(Beginning of Exercise data)
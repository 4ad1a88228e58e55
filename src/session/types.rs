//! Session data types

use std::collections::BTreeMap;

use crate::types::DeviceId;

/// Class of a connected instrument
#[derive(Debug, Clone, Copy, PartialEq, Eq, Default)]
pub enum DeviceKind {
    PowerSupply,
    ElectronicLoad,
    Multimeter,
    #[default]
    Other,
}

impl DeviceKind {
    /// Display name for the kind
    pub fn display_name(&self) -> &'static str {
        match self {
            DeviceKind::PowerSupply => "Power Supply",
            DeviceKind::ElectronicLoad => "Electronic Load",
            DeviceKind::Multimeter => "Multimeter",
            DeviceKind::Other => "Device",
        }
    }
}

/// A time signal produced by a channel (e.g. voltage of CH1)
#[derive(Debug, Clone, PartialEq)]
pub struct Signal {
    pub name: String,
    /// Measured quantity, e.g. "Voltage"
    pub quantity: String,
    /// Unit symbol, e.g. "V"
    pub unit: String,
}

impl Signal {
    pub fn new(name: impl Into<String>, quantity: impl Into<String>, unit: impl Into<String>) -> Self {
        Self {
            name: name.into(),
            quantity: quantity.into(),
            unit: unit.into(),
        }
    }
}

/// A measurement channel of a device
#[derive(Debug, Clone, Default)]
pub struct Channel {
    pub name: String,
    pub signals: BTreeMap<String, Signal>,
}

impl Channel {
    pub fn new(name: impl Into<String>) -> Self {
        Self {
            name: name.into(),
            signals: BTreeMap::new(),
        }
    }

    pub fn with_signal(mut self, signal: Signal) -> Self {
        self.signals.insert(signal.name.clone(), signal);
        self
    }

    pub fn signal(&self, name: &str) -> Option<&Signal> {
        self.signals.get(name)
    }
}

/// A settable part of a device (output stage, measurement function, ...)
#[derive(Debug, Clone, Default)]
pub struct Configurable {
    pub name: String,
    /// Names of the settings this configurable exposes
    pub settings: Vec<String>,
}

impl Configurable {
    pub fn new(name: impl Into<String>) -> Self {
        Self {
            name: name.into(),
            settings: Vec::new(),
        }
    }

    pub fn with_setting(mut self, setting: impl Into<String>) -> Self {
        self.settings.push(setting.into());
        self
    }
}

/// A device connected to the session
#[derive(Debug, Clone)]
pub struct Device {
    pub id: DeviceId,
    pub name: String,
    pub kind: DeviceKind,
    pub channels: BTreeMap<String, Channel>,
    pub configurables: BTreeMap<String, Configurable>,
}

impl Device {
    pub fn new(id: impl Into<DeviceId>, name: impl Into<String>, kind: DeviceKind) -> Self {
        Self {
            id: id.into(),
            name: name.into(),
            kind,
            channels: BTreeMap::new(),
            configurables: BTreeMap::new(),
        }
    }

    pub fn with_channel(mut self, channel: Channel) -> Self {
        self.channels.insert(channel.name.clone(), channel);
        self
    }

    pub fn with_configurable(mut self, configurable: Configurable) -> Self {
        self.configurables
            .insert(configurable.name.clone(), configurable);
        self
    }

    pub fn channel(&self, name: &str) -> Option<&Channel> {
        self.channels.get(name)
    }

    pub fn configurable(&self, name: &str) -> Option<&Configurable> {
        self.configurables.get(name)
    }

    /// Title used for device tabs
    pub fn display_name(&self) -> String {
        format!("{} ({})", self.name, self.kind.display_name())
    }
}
(End of Exercise data)
(Beginning of Exercise data)
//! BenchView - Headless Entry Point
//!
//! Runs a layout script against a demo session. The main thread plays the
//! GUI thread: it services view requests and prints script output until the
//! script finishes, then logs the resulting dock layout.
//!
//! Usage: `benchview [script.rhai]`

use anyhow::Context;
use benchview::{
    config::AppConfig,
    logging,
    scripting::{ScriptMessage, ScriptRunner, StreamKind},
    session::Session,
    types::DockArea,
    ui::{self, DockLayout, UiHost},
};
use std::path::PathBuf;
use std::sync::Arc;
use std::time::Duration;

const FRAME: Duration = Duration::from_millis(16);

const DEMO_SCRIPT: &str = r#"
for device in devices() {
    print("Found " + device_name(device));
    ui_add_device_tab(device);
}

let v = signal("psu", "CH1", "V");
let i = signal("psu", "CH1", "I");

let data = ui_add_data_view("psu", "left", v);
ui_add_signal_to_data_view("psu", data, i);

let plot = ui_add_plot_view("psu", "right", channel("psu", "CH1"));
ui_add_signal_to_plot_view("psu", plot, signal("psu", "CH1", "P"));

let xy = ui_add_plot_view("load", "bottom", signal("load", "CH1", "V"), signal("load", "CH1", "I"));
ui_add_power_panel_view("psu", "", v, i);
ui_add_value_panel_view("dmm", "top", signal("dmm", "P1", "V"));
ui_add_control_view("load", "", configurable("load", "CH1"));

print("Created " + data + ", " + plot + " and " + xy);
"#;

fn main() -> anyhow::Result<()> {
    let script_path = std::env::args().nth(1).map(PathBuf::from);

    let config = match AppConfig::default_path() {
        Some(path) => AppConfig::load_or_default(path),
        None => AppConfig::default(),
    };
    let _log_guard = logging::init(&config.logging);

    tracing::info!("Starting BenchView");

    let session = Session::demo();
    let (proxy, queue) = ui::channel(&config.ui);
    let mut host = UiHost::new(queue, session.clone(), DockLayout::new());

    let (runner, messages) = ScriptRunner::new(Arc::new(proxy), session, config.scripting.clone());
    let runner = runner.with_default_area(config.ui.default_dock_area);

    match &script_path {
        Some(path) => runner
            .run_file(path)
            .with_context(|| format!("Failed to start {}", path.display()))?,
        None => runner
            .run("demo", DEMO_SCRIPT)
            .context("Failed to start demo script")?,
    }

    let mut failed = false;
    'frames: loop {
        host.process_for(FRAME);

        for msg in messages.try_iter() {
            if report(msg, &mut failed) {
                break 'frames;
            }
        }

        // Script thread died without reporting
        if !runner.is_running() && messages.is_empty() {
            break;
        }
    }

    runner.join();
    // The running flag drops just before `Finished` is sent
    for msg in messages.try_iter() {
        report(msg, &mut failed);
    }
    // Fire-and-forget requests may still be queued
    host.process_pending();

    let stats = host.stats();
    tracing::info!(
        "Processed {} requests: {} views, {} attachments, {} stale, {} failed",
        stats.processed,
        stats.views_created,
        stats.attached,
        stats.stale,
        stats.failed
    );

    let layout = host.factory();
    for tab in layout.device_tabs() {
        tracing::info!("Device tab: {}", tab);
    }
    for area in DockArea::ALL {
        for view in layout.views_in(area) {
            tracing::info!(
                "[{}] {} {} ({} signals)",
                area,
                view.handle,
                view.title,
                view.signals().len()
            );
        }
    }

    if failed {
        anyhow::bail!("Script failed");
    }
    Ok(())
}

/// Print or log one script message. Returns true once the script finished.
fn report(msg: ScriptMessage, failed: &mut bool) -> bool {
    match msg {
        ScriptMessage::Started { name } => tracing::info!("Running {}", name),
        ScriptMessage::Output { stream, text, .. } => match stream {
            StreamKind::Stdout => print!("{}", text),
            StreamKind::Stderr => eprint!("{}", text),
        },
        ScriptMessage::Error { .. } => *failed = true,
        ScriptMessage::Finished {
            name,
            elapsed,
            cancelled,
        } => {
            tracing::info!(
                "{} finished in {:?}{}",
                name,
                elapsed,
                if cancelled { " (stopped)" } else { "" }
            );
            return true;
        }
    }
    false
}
(End of Exercise data)
Aim of the exercise:
For each line of the entries that holds the word "DockArea", pull that line out.

Answer box:
    types::DockArea,
    for area in DockArea::ALL {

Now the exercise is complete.